Underpinning the jump in construction is a 19 percent increase in the downtown population since 2000, Center City District said, driven by an increase in job opportunities and cultural offerings downtown.

The resulting demand for space is putting pressure on older properties like the demolished Chestnut Street rowhouses, which were built in the early 1870s and were functioning apartment buildings in good condition, said Paul Steinke, executive director of the Preservation Alliance for Greater Philadelphia, a nonprofit organization that advocates the protection of historic buildings.

Among the buildings that Mr. Steinke fears could be demolished is a former chocolate factory built in 1865 on Washington Avenue in South Philadelphia, a few blocks from Lincoln Square, a development being built by Alterra Property Group that includes 322 apartments and 100,000 square feet of retail space.

With the expected influx of residents and shoppers from developments like Lincoln Square, the factory, which has been empty since 2006, could be more attractive to a developer for new construction than for adaptive reuse such as apartments, Mr. Steinke said.

Preservationists have also been galvanized by plans by Toll Brothers City Living to demolish five buildings on Jewelers Row, a historic downtown hub for artisans and retailers of diamonds and other gems, to make way for a condominium tower. Adaptive reuse has had notable successes, Mr. Steinke said. He cited the Divine Lorraine Hotel, an abandoned 1894 apartment building that was a notorious “billboard of blight” for years until the recent construction of 109 apartments and 20,000 square feet of ground-floor retail and restaurant space on a formerly shabby stretch of North Broad Street.

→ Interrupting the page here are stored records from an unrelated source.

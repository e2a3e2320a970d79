use std::sync::Arc;

use vigil_core::config::SmtpConfig;
use vigil_registry::ContainerRegistry;
use vigil_status::StatusStore;

/// Capabilities shared with the HTTP handlers.
///
/// The manual report trigger builds its own sink per request (the
/// recipient comes from the request), so only the SMTP settings are held
/// here, not a sink.
pub struct AppState {
    pub store: Arc<dyn StatusStore>,
    pub registry: Arc<dyn ContainerRegistry>,
    pub smtp: SmtpConfig,
}
//! Container registry client.
//!
//! The set of containers to report on lives outside this service, as a
//! JSON array of `{container_id, status}` entries under a fixed Redis key.
//! This crate provides:
//! - `ContainerRegistry` trait, the seam the report pipeline depends on
//! - `RedisRegistry`, the Redis-backed implementation

pub mod redis_registry;
pub mod traits;

pub use redis_registry::RedisRegistry;
pub use traits::{ContainerRegistry, RegistryError};
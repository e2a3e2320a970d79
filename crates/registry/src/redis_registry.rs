//! Redis-backed container registry.
//!
//! The container management system maintains the authoritative container
//! list as a JSON-encoded array under a single key; this client only ever
//! reads it.

use async_trait::async_trait;
use redis::aio::ConnectionManager;
use redis::AsyncCommands;

use vigil_core::config::RedisConfig;
use vigil_core::ContainerEntry;

use crate::traits::{ContainerRegistry, RegistryError};

/// Reads the container list from Redis.
pub struct RedisRegistry {
    connection: ConnectionManager,
    containers_key: String,
}

impl RedisRegistry {
    /// Connect to Redis using the configured URL.
    ///
    /// The connection manager reconnects on its own after transient
    /// failures, so one registry value can be shared for the lifetime of
    /// the process.
    pub async fn connect(config: &RedisConfig) -> Result<Self, RegistryError> {
        let client = redis::Client::open(config.url.as_str())
            .map_err(|e| RegistryError::Connection(e.to_string()))?;
        let connection = ConnectionManager::new(client)
            .await
            .map_err(|e| RegistryError::Connection(e.to_string()))?;

        Ok(Self {
            connection,
            containers_key: config.containers_key.clone(),
        })
    }
}

#[async_trait]
impl ContainerRegistry for RedisRegistry {
    async fn list_container_ids(&self) -> Result<Vec<String>, RegistryError> {
        let mut connection = self.connection.clone();

        let value: Option<String> = connection
            .get(&self.containers_key)
            .await
            .map_err(|e| RegistryError::Connection(e.to_string()))?;

        let ids = match value {
            Some(raw) => decode_container_ids(&raw)?,
            None => Vec::new(),
        };

        tracing::debug!(key = %self.containers_key, containers = ids.len(), "registry read");
        Ok(ids)
    }
}

/// Decode the stored JSON array of container entries into bare ids.
fn decode_container_ids(raw: &str) -> Result<Vec<String>, RegistryError> {
    let entries: Vec<ContainerEntry> =
        serde_json::from_str(raw).map_err(|e| RegistryError::Decode(e.to_string()))?;
    Ok(entries.into_iter().map(|entry| entry.container_id).collect())
}
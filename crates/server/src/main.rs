//! vigil-server — container uptime report service.
//!
//! Wires the status store, the container registry, and the email sink
//! into the periodic report worker, and serves the HTTP surface
//! (`/health`, manual `POST /report`) until shutdown.

mod api;
mod router;
mod state;

use std::sync::Arc;
use std::time::Duration;

use clap::Parser;
use tracing::info;

use vigil_core::config::load_dotenv;
use vigil_core::Config;
use vigil_notify::{EmailReportSink, ReportSink};
use vigil_registry::{ContainerRegistry, RedisRegistry};
use vigil_report::ReportWorker;
use vigil_status::{OpenSearchStore, StatusStore};

use crate::router::router;
use crate::state::AppState;

/// vigil-server — periodic container uptime reports.
#[derive(Parser, Debug)]
#[command(name = "vigil-server", version, about)]
struct Cli {
    /// Validate configuration and exit without starting the service.
    #[arg(long)]
    check_config: bool,
}

#[tokio::main]
async fn main() -> anyhow::Result<()> {
    load_dotenv();

    tracing_subscriber::fmt()
        .with_env_filter(
            tracing_subscriber::EnvFilter::try_from_default_env()
                .unwrap_or_else(|_| tracing_subscriber::EnvFilter::new("info")),
        )
        .init();

    let cli = Cli::parse();

    let config = Config::from_env();
    config.validate()?;

    if cli.check_config {
        info!("configuration OK");
        return Ok(());
    }

    config.log_summary();

    let store: Arc<dyn StatusStore> = Arc::new(OpenSearchStore::from_config(&config.status_store)?);
    let registry: Arc<dyn ContainerRegistry> = Arc::new(RedisRegistry::connect(&config.redis).await?);
    let sink: Arc<dyn ReportSink> =
        Arc::new(EmailReportSink::from_config(&config.smtp, &config.report.email_to)?);

    let mut worker = ReportWorker::new(
        store.clone(),
        registry.clone(),
        sink,
        Duration::from_secs(config.report.interval_hours * 3600),
    );
    worker.start();

    let state = Arc::new(AppState {
        store,
        registry,
        smtp: config.smtp.clone(),
    });

    let addr = format!("{}:{}", config.server.host, config.server.port);
    let listener = tokio::net::TcpListener::bind(&addr).await?;
    info!(%addr, "vigil server listening");

    axum::serve(listener, router(state))
        .with_graceful_shutdown(shutdown_signal())
        .await?;

    info!("shutting down report worker");
    worker.stop().await;
    info!("vigil server stopped");

    Ok(())
}

/// Wait for SIGINT or SIGTERM (Unix) or Ctrl+C (cross-platform fallback).
async fn shutdown_signal() {
    #[cfg(unix)]
    {
        use tokio::signal::unix::{signal, SignalKind};
        let mut sigint = signal(SignalKind::interrupt()).expect("failed to register SIGINT");
        let mut sigterm = signal(SignalKind::terminate()).expect("failed to register SIGTERM");
        tokio::select! {
            _ = sigint.recv() => {}
            _ = sigterm.recv() => {}
        }
    }

    #[cfg(not(unix))]
    {
        tokio::signal::ctrl_c()
            .await
            .expect("failed to listen for ctrl_c");
    }
}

But demolition and new construction is usually more financially compelling to developers, said Ken Weinstein, president of PhillyOfficeRetail, a developer that renovates vacant commercial and mixed-used properties.

“The numbers right now point to making more money if you’re willing to demolish and build from scratch, particularly in the hot neighborhoods,” Mr. Weinstein said.

For that reason, the city would have to provide incentives such as more permissive zoning or give developers the first opportunity to buy city-owned properties if it decides to require more adaptive reuse, Mr. Weinstein said. Without concessions from the city, there would be “a lot of pushback” from developers, especially if the federal historic building tax credit was eliminated, he said.

How or whether the city can protect more of its historic buildings will be examined by the mayor’s 29-member task force over the next year, said Mr. Steinberg, who is expected to release the panel’s first report on Thursday.

The task force might end up recommending changes to the city’s 1985 historic protection ordinance, suggesting financial incentives for developers to preserve buildings or proposing a tiered system of historic designation, Mr. Steinberg said.

“Our job is not to advocate,” he said. “It’s to really be informed policymakers around the larger goal of balancing preservation and growth.”